→ Collected data entries
====

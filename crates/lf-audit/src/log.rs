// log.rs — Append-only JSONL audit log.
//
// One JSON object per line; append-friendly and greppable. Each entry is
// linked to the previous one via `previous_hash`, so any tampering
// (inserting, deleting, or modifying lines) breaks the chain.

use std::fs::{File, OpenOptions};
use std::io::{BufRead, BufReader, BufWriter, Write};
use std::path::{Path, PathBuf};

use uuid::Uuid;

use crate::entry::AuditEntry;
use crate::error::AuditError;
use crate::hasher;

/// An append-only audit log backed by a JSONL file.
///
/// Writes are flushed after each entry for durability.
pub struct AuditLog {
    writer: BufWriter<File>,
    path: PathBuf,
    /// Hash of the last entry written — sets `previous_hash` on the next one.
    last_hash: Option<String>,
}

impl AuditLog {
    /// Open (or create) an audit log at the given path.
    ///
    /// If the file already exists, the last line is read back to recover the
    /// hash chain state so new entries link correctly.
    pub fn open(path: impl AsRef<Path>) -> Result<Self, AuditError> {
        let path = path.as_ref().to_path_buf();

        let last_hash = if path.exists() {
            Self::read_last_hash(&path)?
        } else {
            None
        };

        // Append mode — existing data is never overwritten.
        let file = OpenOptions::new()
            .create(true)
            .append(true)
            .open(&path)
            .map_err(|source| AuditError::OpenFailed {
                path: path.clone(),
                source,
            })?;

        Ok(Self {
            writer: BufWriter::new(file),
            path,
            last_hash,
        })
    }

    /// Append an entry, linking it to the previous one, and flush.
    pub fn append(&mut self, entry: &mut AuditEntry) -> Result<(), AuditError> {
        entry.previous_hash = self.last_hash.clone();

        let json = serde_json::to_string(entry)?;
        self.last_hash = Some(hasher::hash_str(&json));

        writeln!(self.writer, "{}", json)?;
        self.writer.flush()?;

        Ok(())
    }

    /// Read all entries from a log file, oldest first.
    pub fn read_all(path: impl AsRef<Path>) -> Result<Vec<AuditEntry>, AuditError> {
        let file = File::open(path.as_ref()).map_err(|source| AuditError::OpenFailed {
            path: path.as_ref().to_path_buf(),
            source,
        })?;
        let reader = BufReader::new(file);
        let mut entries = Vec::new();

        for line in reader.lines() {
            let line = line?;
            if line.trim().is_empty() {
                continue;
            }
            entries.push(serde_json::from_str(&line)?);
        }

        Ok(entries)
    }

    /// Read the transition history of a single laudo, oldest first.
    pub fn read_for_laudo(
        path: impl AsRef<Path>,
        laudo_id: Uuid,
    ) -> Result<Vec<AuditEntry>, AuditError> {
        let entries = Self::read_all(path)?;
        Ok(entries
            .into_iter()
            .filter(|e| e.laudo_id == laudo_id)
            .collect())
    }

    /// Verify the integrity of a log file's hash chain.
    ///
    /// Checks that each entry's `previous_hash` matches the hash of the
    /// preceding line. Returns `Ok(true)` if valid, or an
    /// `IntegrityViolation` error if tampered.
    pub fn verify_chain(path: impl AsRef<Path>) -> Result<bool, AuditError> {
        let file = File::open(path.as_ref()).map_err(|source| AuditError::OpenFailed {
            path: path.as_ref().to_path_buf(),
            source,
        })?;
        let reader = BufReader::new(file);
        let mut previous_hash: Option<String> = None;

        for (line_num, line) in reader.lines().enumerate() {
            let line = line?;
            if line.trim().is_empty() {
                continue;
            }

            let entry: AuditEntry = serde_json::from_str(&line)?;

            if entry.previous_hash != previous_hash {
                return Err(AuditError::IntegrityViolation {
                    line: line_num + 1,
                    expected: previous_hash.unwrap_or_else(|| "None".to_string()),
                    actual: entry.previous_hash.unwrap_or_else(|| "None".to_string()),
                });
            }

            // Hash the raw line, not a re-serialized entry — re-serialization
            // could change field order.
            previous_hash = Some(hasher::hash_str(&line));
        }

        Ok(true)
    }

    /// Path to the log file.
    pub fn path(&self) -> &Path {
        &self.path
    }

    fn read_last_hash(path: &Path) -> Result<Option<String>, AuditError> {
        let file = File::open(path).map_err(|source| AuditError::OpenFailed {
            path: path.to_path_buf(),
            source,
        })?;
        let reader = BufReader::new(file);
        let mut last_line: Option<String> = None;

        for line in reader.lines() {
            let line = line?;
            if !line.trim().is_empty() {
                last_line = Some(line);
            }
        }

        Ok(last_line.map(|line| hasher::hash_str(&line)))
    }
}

====

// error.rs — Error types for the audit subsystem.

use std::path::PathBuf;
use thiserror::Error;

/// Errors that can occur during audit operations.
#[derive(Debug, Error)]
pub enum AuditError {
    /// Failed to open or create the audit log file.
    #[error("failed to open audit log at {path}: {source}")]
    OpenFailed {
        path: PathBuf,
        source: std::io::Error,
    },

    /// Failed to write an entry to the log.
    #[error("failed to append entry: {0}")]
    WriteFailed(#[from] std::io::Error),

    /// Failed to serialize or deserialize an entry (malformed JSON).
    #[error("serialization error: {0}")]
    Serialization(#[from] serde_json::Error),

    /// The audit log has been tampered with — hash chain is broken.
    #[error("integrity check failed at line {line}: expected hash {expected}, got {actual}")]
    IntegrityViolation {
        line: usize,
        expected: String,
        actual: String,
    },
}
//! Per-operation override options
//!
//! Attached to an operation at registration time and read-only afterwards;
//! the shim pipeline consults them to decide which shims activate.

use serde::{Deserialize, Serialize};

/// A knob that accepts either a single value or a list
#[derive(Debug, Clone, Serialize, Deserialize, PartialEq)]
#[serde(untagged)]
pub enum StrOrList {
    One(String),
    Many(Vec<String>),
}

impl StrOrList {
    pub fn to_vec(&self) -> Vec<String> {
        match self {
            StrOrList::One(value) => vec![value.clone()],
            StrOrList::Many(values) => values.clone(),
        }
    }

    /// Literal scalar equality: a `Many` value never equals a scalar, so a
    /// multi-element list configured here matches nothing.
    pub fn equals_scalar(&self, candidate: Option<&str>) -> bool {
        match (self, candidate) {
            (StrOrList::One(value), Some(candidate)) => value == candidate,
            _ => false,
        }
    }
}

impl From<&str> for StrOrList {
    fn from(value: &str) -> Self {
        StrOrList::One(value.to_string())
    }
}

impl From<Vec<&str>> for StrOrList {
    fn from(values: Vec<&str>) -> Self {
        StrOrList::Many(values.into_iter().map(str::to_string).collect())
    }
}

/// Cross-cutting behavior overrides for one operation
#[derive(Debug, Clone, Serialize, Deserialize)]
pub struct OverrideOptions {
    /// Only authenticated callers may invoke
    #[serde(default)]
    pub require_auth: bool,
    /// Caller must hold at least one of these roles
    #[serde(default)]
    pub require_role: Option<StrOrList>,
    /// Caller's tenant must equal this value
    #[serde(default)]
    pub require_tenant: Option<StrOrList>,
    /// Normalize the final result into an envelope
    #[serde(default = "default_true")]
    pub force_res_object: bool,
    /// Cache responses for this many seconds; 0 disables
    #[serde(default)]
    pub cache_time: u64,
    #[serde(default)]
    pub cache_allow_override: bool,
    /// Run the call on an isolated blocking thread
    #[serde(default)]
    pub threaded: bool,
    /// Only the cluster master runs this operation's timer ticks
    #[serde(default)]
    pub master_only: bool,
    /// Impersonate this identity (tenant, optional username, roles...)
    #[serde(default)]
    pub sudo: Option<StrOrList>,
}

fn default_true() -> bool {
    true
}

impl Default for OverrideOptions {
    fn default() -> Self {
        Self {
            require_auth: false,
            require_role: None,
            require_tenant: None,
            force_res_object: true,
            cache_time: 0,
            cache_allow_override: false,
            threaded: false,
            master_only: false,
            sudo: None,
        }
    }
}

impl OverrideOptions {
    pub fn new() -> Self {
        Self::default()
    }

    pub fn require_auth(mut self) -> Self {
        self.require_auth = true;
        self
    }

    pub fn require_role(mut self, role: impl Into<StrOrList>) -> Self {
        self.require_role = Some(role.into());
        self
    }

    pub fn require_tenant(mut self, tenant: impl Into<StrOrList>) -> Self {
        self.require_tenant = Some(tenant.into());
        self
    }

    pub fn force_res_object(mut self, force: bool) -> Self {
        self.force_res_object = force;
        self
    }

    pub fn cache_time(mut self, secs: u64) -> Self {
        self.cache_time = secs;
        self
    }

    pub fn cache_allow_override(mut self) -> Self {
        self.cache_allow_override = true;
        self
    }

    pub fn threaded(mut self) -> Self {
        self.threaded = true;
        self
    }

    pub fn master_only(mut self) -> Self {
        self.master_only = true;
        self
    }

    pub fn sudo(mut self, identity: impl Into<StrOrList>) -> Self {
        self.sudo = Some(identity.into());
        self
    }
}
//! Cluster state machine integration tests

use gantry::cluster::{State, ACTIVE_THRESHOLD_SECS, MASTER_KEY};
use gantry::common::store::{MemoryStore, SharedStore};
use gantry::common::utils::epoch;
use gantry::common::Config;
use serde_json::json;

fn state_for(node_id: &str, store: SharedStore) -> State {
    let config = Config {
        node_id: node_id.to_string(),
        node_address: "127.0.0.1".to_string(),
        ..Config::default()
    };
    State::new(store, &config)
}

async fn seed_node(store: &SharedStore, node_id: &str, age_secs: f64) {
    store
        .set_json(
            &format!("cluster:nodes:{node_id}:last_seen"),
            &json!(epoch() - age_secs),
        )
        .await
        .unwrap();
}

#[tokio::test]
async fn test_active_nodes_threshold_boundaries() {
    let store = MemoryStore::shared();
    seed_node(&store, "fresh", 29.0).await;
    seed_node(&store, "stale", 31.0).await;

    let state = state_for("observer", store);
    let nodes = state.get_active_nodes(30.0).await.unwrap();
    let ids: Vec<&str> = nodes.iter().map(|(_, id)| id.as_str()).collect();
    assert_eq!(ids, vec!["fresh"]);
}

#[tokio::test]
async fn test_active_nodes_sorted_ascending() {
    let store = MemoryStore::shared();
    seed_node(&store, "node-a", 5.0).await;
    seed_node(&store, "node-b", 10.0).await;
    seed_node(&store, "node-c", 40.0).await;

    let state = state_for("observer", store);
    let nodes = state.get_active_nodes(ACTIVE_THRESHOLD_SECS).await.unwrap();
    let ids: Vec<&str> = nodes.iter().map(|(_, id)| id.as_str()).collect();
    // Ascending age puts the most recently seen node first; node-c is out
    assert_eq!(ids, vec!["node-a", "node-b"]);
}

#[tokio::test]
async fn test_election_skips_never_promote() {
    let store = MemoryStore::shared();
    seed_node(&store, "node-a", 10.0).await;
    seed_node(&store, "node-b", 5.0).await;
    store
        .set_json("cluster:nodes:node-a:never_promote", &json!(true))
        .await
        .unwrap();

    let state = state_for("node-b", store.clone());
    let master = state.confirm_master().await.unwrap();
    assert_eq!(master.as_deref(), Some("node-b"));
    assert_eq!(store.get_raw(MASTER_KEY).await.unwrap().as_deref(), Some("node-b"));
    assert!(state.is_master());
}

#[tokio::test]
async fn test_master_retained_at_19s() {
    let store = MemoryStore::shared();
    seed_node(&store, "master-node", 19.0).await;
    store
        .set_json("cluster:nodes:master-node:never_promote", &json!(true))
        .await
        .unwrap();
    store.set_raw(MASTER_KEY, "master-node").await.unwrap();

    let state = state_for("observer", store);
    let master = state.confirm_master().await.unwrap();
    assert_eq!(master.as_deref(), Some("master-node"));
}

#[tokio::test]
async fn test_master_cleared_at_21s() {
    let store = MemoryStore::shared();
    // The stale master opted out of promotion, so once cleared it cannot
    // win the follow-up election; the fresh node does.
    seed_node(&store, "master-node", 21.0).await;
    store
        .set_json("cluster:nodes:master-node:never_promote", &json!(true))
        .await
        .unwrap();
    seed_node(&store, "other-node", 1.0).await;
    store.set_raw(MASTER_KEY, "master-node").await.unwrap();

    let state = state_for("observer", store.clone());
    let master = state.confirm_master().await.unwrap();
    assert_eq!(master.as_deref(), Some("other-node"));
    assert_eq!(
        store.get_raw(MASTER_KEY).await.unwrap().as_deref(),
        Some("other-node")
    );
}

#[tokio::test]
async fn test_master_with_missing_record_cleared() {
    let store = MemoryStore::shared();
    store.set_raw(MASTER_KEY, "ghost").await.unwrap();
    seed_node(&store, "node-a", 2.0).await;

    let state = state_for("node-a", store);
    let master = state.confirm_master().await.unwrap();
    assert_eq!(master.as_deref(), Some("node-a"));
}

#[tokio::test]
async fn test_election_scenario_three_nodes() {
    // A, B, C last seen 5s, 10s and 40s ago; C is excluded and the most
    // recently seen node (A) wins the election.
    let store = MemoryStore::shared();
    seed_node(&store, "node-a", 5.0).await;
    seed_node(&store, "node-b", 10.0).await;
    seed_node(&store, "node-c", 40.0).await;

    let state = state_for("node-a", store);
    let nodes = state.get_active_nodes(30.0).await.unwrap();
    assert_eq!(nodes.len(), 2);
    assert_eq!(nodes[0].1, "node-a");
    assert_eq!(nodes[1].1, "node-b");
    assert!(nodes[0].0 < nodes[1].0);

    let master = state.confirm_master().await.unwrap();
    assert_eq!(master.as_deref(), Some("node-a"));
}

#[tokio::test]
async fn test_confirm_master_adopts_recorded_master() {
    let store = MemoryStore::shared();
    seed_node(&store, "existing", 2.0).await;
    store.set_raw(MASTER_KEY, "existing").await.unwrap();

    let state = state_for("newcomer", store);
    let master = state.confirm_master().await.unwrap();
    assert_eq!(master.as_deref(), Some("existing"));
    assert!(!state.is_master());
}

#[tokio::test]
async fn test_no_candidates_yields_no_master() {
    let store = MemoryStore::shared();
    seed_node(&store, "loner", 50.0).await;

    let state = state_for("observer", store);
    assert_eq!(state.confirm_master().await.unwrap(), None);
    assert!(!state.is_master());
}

====

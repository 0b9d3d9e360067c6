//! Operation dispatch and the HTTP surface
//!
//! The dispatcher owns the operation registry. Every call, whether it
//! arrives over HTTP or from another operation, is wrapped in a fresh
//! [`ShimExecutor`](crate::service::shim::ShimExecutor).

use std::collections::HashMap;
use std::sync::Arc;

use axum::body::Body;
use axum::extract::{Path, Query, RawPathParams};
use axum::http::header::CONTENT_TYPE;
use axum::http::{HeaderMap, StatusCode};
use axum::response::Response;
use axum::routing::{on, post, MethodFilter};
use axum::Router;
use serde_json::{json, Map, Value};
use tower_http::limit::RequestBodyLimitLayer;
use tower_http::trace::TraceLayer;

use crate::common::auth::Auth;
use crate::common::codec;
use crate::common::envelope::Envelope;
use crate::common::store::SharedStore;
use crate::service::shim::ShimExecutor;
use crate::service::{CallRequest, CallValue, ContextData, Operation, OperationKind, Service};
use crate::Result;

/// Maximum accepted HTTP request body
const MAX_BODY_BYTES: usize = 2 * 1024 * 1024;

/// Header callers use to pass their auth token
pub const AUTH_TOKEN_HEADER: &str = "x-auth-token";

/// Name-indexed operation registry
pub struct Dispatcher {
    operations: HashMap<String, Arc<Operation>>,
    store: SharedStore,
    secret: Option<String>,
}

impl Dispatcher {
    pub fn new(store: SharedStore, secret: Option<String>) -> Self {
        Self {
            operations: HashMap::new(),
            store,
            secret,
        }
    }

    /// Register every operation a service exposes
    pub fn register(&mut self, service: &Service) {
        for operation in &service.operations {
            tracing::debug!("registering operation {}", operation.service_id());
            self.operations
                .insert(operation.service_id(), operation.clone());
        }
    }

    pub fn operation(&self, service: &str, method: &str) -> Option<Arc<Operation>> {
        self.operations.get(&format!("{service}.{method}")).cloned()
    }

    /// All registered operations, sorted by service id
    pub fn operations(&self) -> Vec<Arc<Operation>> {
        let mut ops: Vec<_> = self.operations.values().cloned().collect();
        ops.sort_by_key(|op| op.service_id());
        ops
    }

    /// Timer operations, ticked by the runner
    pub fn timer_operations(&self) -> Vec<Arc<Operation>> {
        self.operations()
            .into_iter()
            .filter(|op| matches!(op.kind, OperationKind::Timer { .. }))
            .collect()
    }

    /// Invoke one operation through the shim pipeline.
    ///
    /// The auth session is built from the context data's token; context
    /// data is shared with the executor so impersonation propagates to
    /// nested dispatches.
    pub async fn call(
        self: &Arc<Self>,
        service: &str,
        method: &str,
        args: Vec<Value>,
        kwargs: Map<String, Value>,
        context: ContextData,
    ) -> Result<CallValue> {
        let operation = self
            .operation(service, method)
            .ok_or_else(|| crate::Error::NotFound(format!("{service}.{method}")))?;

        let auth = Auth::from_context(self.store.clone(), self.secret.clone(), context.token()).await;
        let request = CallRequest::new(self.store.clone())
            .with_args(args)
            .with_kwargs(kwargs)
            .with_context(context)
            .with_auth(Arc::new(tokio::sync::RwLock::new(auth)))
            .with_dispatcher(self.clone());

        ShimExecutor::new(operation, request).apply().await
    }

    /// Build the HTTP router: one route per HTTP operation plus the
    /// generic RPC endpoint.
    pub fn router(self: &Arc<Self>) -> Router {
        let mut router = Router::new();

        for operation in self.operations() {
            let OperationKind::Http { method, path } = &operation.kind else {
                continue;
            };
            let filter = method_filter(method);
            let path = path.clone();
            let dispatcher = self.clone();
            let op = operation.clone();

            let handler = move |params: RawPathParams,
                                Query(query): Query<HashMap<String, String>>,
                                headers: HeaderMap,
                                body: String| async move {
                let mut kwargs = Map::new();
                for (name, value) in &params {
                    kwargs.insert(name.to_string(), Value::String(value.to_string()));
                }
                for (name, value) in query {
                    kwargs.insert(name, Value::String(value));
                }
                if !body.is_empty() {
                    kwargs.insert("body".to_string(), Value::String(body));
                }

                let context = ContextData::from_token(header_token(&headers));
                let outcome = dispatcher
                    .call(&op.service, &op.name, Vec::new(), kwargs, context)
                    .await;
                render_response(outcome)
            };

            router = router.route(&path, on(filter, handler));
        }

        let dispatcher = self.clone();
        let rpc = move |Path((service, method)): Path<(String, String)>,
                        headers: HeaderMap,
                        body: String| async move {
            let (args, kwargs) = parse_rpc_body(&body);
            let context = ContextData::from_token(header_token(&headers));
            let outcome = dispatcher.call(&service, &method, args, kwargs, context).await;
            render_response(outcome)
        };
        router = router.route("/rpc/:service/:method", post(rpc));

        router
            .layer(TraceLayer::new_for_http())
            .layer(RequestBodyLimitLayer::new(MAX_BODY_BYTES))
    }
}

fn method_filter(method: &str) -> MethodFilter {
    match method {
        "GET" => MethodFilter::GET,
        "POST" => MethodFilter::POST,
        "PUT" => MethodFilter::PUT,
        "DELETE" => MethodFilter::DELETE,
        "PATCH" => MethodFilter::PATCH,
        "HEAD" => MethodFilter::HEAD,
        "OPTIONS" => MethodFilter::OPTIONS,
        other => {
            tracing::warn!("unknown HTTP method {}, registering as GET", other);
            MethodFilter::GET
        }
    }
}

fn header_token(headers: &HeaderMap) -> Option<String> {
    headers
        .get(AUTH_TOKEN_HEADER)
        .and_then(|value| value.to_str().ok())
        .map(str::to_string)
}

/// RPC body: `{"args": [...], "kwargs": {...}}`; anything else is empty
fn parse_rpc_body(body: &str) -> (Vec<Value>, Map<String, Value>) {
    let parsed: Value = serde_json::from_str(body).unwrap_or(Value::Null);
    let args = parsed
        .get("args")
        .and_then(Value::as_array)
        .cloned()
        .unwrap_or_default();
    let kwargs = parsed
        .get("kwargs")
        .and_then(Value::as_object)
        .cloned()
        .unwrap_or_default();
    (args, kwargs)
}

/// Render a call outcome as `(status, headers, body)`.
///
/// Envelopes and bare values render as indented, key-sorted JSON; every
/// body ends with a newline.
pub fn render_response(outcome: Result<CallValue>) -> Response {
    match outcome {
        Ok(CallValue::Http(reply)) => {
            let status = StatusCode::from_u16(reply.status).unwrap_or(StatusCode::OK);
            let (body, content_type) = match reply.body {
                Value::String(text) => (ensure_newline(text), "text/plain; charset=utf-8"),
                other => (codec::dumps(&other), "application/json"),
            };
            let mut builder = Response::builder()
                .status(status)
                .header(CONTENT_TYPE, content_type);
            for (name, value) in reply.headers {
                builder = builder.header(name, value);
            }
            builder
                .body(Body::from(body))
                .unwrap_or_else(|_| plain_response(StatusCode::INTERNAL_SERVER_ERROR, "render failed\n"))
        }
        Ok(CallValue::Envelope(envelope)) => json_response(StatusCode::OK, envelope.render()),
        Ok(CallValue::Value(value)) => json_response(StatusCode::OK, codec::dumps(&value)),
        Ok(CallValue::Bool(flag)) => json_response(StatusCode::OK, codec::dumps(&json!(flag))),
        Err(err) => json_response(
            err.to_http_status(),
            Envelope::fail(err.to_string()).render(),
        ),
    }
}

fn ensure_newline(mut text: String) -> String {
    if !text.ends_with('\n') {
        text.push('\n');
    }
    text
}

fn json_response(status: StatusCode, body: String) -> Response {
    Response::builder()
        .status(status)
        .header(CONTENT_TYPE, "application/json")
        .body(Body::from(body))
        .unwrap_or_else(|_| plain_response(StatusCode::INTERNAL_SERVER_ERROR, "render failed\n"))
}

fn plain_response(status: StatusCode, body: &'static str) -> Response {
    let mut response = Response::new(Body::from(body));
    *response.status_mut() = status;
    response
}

====

→ What is required
Take the lines above from the one containing "filename crates/lf-audit/src/log.rs" down to the one containing "pub struct AuditLog", and transcribe them exactly, both ends included.

→ Answer area
filename crates/lf-audit/src/log.rs
// log.rs — Append-only JSONL audit log.
//
// One JSON object per line; append-friendly and greppable. Each entry is
// linked to the previous one via `previous_hash`, so any tampering
// (inserting, deleting, or modifying lines) breaks the chain.

use std::fs::{File, OpenOptions};
use std::io::{BufRead, BufReader, BufWriter, Write};
use std::path::{Path, PathBuf};

use uuid::Uuid;

use crate::entry::AuditEntry;
use crate::error::AuditError;
use crate::hasher;

/// An append-only audit log backed by a JSONL file.
///
/// Writes are flushed after each entry for durability.
pub struct AuditLog {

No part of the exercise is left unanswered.